National media are running to catch up with the question, “Who is Brian Schatz?”
It should not have come as a surprise that Governor Abercrombie would make his own choice despite unusual public pressure from the late senator’s office. As I previously commented, Abercrombie was not among Dan’s acolytes in Congress, instead making his own way even while working out some form of detente with the senior senator.
I expect Schatz to do just fine in the senate. He’s smart, and he’s good on issues, and he’ll keep growing into the role. Some good staffers and he’s good to go.
Two little known facts.
#1: When we lived in Kaimuki back in the early 1970s, the closest Chinese restaurant was just across Waialae Ave past the Hawaii National Bank on the corner of 9th Avenue. It was a little bigger than a “hole in the wall” kind of place, but not by much. Given its convenient location, though, Kwok’s Chop Suey became one of our regular spots for dinner. I learned decades later that the restaurant had been opened by the Schatz’ wife’s grandfather, and later operated by her parents.
#2: You may have heard about the infamous Tuskegee experiments. Here’s a capsule from an NPR report in 2002.
Thirty years ago today, the Washington Evening Star newspaper ran this headline on its front page: “Syphilis Patients Died Untreated.” With those words, one of America’s most notorious medical studies, the Tuskegee Syphilis Study, became public.

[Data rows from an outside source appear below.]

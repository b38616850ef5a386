//! Builds the cached personalization snapshot a sequence renders from.

use chrono::{DateTime, Utc};

use nurture_core::config::LinksConfig;
use nurture_core::types::{PersonalizationSnapshot, SessionRecord};

const FALLBACK_FIRST_NAME: &str = "there";
const FALLBACK_CATEGORY: &str = "your results";
const FALLBACK_HEADLINE: &str = "Analysis complete";

/// Flattens the session's assessment summary into primitives. Missing
/// fields fall back to neutral copy so templates never render blanks.
pub fn build_snapshot(
    session: &SessionRecord,
    links: &LinksConfig,
    now: DateTime<Utc>,
) -> PersonalizationSnapshot {
    let assessment = &session.assessment;

    let first_name = assessment
        .display_name
        .as_deref()
        .and_then(|name| name.split_whitespace().next())
        .unwrap_or(FALLBACK_FIRST_NAME)
        .to_string();

    let non_blank = |v: &Option<String>, fallback: &str| {
        v.as_deref()
            .map(str::trim)
            .filter(|s| !s.is_empty())
            .unwrap_or(fallback)
            .to_string()
    };

    PersonalizationSnapshot {
        first_name,
        dominant_category: non_blank(&assessment.dominant_category, FALLBACK_CATEGORY),
        headline: non_blank(&assessment.headline, FALLBACK_HEADLINE),
        questions_answered: assessment.questions_answered,
        answer_labels: assessment.answer_labels.clone(),
        flags: assessment.flags.clone(),
        scores: assessment
            .scores
            .iter()
            .filter(|(_, v)| v.is_finite())
            .map(|(k, v)| (k.clone(), v.round() as i64))
            .collect(),
        app_url: links.app_url.trim_end_matches('/').to_string(),
        unsubscribe_url: links.unsubscribe_url(&session.id),
        built_at: now,
    }
}

/// Returns the session's cached snapshot, building and caching it first if
/// needed. Later sends of the same sequence reuse the cached copy.
pub fn ensure_snapshot(
    session: &mut SessionRecord,
    links: &LinksConfig,
    now: DateTime<Utc>,
) -> PersonalizationSnapshot {
    if let Some(existing) = &session.personalization {
        return existing.clone();
    }
    let snapshot = build_snapshot(session, links, now);
    session.personalization = Some(snapshot.clone());
    snapshot
}

#[cfg(test)]
mod tests {
    use super::*;
    use nurture_core::types::AssessmentSummary;
    use uuid::Uuid;

    #[test]
    fn test_fallbacks_for_empty_assessment() {
        let session = SessionRecord::new(Uuid::new_v4(), Some("a@b.co".into()), Utc::now());
        let snap = build_snapshot(&session, &LinksConfig::default(), Utc::now());
        assert_eq!(snap.first_name, "there");
        assert_eq!(snap.dominant_category, "your results");
        assert!(snap.unsubscribe_url.ends_with(&session.id.to_string()));
    }

    #[test]
    fn test_snapshot_uses_assessment_fields() {
        let mut session = SessionRecord::new(Uuid::new_v4(), Some("a@b.co".into()), Utc::now());
        session.assessment = AssessmentSummary {
            display_name: Some("Jordan Lee".into()),
            dominant_category: Some("conflict avoidance".into()),
            headline: Some("You keep the peace at a cost".into()),
            questions_answered: 18,
            scores: [("empathy".to_string(), 71.6), ("bad".to_string(), f64::NAN)]
                .into_iter()
                .collect(),
            ..Default::default()
        };
        let snap = build_snapshot(&session, &LinksConfig::default(), Utc::now());
        assert_eq!(snap.first_name, "Jordan");
        assert_eq!(snap.dominant_category, "conflict avoidance");
        assert_eq!(snap.questions_answered, 18);
        assert_eq!(snap.scores.get("empathy"), Some(&72));
        assert!(!snap.scores.contains_key("bad"));
    }

    #[test]
    fn test_snapshot_is_cached_once() {
        let mut session = SessionRecord::new(Uuid::new_v4(), Some("a@b.co".into()), Utc::now());
        let first = ensure_snapshot(&mut session, &LinksConfig::default(), Utc::now());
        session.assessment.display_name = Some("Changed".into());
        let second = ensure_snapshot(&mut session, &LinksConfig::default(), Utc::now());
        assert_eq!(first, second);
    }
}
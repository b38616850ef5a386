//! API server: HTTP routes plus the Prometheus exporter.

use crate::rest::{self, AppState};
use axum::routing::{get, post};
use axum::Router;
use nurture_core::config::AppConfig;
use nurture_journey::NurtureEngine;
use std::net::SocketAddr;
use std::time::Instant;
use tower_http::compression::CompressionLayer;
use tower_http::cors::CorsLayer;
use tower_http::trace::TraceLayer;
use tracing::info;

/// Builds the router over shared state.
pub fn router(state: AppState) -> Router {
    Router::new()
        // Web client
        .route("/v1/sessions", post(rest::enroll_session))
        .route("/v1/sessions/:id", get(rest::get_session))
        .route("/v1/unsubscribe", get(rest::unsubscribe))
        // Provider webhooks
        .route("/v1/webhooks/sendgrid", post(rest::sendgrid_webhook))
        .route("/v1/webhooks/stripe", post(rest::stripe_webhook))
        // Operational endpoints
        .route("/health", get(rest::health_check))
        .route("/live", get(rest::liveness))
        // Middleware
        .layer(CompressionLayer::new())
        .layer(CorsLayer::permissive())
        .layer(TraceLayer::new_for_http())
        .with_state(state)
}

pub struct ApiServer {
    config: AppConfig,
    engine: NurtureEngine,
}

impl ApiServer {
    pub fn new(config: AppConfig, engine: NurtureEngine) -> Self {
        Self { config, engine }
    }

    /// Start the HTTP REST server.
    pub async fn start_http(&self) -> anyhow::Result<()> {
        let state = AppState {
            engine: self.engine.clone(),
            node_id: self.config.node_id.clone(),
            app_url: self.config.links.app_url.clone(),
            start_time: Instant::now(),
        };
        let app = router(state);

        let addr = SocketAddr::new(self.config.api.host.parse()?, self.config.api.http_port);

        info!(addr = %addr, "Starting HTTP server");

        let listener = tokio::net::TcpListener::bind(addr).await?;
        axum::serve(listener, app).await?;

        Ok(())
    }

    /// Start the metrics server on a separate port.
    pub async fn start_metrics(&self) -> anyhow::Result<()> {
        let builder = metrics_exporter_prometheus::PrometheusBuilder::new();
        let handle = builder
            .with_http_listener(SocketAddr::new(
                self.config.api.host.parse()?,
                self.config.metrics.port,
            ))
            .install_recorder()?;

        info!(port = self.config.metrics.port, "Metrics exporter started");

        // Keep the handle alive
        std::mem::forget(handle);
        Ok(())
    }
}
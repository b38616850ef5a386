//! In-memory session store.
//!
//! Every mutation goes through [`SessionStore::update`], which runs the
//! closure on a copy under the entry lock and only writes it back on `Ok`.
//! That gives per-record atomicity and no partial writes on error.

use std::sync::Arc;

use chrono::{DateTime, Utc};
use dashmap::DashMap;
use tracing::info;
use uuid::Uuid;

use nurture_core::error::{NurtureError, NurtureResult};
use nurture_core::types::SessionRecord;

#[derive(Clone, Default)]
pub struct SessionStore {
    sessions: Arc<DashMap<Uuid, SessionRecord>>,
}

impl std::fmt::Debug for SessionStore {
    fn fmt(&self, f: &mut std::fmt::Formatter<'_>) -> std::fmt::Result {
        f.debug_struct("SessionStore")
            .field("sessions", &self.sessions.len())
            .finish()
    }
}

impl SessionStore {
    pub fn new() -> Self {
        Self::default()
    }

    /// Inserts a new record; fails if the id is taken.
    pub fn insert(&self, record: SessionRecord) -> NurtureResult<()> {
        match self.sessions.entry(record.id) {
            dashmap::mapref::entry::Entry::Occupied(_) => Err(NurtureError::Conflict(format!(
                "session {} already exists",
                record.id
            ))),
            dashmap::mapref::entry::Entry::Vacant(slot) => {
                slot.insert(record);
                Ok(())
            }
        }
    }

    pub fn get(&self, id: &Uuid) -> Option<SessionRecord> {
        self.sessions.get(id).map(|r| r.clone())
    }

    pub fn contains(&self, id: &Uuid) -> bool {
        self.sessions.contains_key(id)
    }

    pub fn len(&self) -> usize {
        self.sessions.len()
    }

    pub fn is_empty(&self) -> bool {
        self.sessions.is_empty()
    }

    /// Point-in-time copies of every record matching `predicate`.
    pub fn snapshot_where<F>(&self, predicate: F) -> Vec<SessionRecord>
    where
        F: Fn(&SessionRecord) -> bool,
    {
        self.sessions
            .iter()
            .filter(|r| predicate(r.value()))
            .map(|r| r.value().clone())
            .collect()
    }

    /// Atomic read-modify-write of one record.
    pub fn update<T, F>(&self, id: &Uuid, f: F) -> NurtureResult<T>
    where
        F: FnOnce(&mut SessionRecord) -> NurtureResult<T>,
    {
        let mut entry = self
            .sessions
            .get_mut(id)
            .ok_or(NurtureError::SessionNotFound(*id))?;
        let mut draft = entry.clone();
        let out = f(&mut draft)?;
        *entry = draft;
        Ok(out)
    }

    /// Records an opt-out. Returns `false` if the session had already opted
    /// out.
    pub fn opt_out(&self, id: &Uuid, now: DateTime<Utc>) -> NurtureResult<bool> {
        self.update(id, |s| {
            if s.opted_out {
                return Ok(false);
            }
            s.opted_out = true;
            s.opted_out_at = Some(now);
            s.dispatch_claim = None;
            s.updated_at = now;
            Ok(true)
        })
    }

    /// Archives unpaid sessions whose last update is older than `cutoff`.
    /// Archived records keep their history; they just leave every sweep.
    pub fn archive_stale(&self, cutoff: DateTime<Utc>, now: DateTime<Utc>) -> Vec<Uuid> {
        let mut archived = Vec::new();
        for mut entry in self.sessions.iter_mut() {
            let s = entry.value_mut();
            if !s.paid && !s.archived && s.updated_at < cutoff {
                s.archived = true;
                s.dispatch_claim = None;
                s.updated_at = now;
                archived.push(s.id);
            }
        }
        if !archived.is_empty() {
            info!(count = archived.len(), %cutoff, "Archived stale sessions");
        }
        archived
    }
}

#[cfg(test)]
mod tests {
    use super::*;
    use chrono::Duration;
    use nurture_core::types::Scenario;

    fn record(now: DateTime<Utc>) -> SessionRecord {
        SessionRecord::new(Uuid::new_v4(), Some("lead@example.com".into()), now)
    }

    #[test]
    fn test_insert_rejects_duplicate_ids() {
        let store = SessionStore::new();
        let r = record(Utc::now());
        store.insert(r.clone()).unwrap();
        assert!(matches!(store.insert(r), Err(NurtureError::Conflict(_))));
        assert_eq!(store.len(), 1);
    }

    #[test]
    fn test_failed_update_leaves_record_untouched() {
        let store = SessionStore::new();
        let now = Utc::now();
        let r = record(now);
        let id = r.id;
        store.insert(r).unwrap();

        let result: NurtureResult<()> = store.update(&id, |s| {
            s.stage = 5;
            s.paid = true;
            Err(NurtureError::Conflict("nope".into()))
        });
        assert!(result.is_err());

        let after = store.get(&id).unwrap();
        assert_eq!(after.stage, 0);
        assert!(!after.paid);
    }

    #[test]
    fn test_update_missing_session() {
        let store = SessionStore::new();
        let id = Uuid::new_v4();
        let err = store.update(&id, |_| Ok(())).unwrap_err();
        assert!(matches!(err, NurtureError::SessionNotFound(missing) if missing == id));
    }

    #[test]
    fn test_opt_out_is_idempotent() {
        let store = SessionStore::new();
        let r = record(Utc::now());
        let id = r.id;
        store.insert(r).unwrap();

        assert!(store.opt_out(&id, Utc::now()).unwrap());
        assert!(!store.opt_out(&id, Utc::now()).unwrap());
        assert!(store.get(&id).unwrap().opted_out);
    }

    #[test]
    fn test_archive_skips_paid_and_fresh_sessions() {
        let store = SessionStore::new();
        let now = Utc::now();

        let stale = record(now - Duration::days(10));
        let mut paid = record(now - Duration::days(10));
        paid.paid = true;
        let mut fresh = record(now);
        fresh.assign_scenario(Scenario::AbandonedFunnel, now).unwrap();

        let (stale_id, paid_id, fresh_id) = (stale.id, paid.id, fresh.id);
        for r in [stale, paid, fresh] {
            store.insert(r).unwrap();
        }

        let archived = store.archive_stale(now - Duration::days(7), now);
        assert_eq!(archived, vec![stale_id]);
        assert!(store.get(&stale_id).unwrap().archived);
        assert!(!store.get(&paid_id).unwrap().archived);
        assert!(!store.get(&fresh_id).unwrap().archived);
    }

    #[test]
    fn test_snapshot_where_filters() {
        let store = SessionStore::new();
        let now = Utc::now();
        let mut a = record(now);
        a.assign_scenario(Scenario::AbandonedCheckout, now).unwrap();
        store.insert(a).unwrap();
        store.insert(record(now)).unwrap();

        assert_eq!(store.snapshot_where(|s| s.is_schedulable()).len(), 1);
        assert_eq!(store.snapshot_where(|_| true).len(), 2);
    }
}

“For 40 years, the U.S. Public Health Service has conducted a study in which human guinea pigs, not given proper treatment, have died of syphilis and its side effects,” Associated Press reporter Jean Heller wrote on July 25, 1972. “The study was conducted to determine from autopsies what the disease does to the human body.”
The next morning, every major U.S. newspaper was running Heller’s story. For Morning Edition, NPR’s Alex Chadwick reports on how the Tuskegee experiment was discovered after 40 years of silence.
What you may not know is that Irving Schatz, Brian’s father, was later named as the only physician to challenge the ethics of the medical experiment in a written protest years before the controversy became public.
Here’s an extended excerpt from the August 2009 newsletter of the University of Hawaii’s John A. Burns School of Medicine:
“I’ve known Irv Schatz for 16 years,” said Dr. James Ireland, “And I never knew about this.”
That comment was one repeated by dozens of people at the John A. Burns School of Medicine in August, when longtime professor Dr. Irwin Schatz was recognized for standing up against the notorious Tuskegee Study in 1965.
Dr. Schatz, then a 34-year-old cardiologist in Detroit, read a research paper about the study and sent a protest letter to the author at the Centers for Disease Control. In the early 1970’s, a Wall Street Journal reporter discovered the letter and reported that Dr. Schatz was the only physician to have strongly complained about the unethical research.
“Everyone (in medical school) learns about Tuskegee,” said Dr. Ireland, associate clinical professor at JABSOM. “I guess Irv is just so modest, he would never mention it.”
The Tuskegee Study of Untreated Syphilis in the Negro Male was conducted between 1932 and 1972 in Tuskegee, Alabama. Subjects of the infamous research project were left untreated, even though by the 1940’s, penicillin had been validated as an effective treatment.
Dr. Schatz, former chair of medicine at JABSOM, received the Distinguished Alumni Award from the Mayo Clinic Board of Trustees on August 14, for a long career that included helping to expose the Tuskegee injustice.
Ultimately, Dr. Schatz’ concern led to improved research methods, including the necessity for informed consent of research subjects and the protection of patients in clinical trials.
Dr. Schatz’ criticism took bravery, according to Dr. David Robertson, Program Director for Clinical Research at the Vanderbilt University Medical Center. In a letter nominating Dr. Schatz for the Mayo honor, he wrote, “(Dr. Schatz) was a young physician at the time, and criticizing an investigation which was overseen by some of the leading figures in the American Public Health Service was an action that was, to say the very least, potentially harmful to his career.”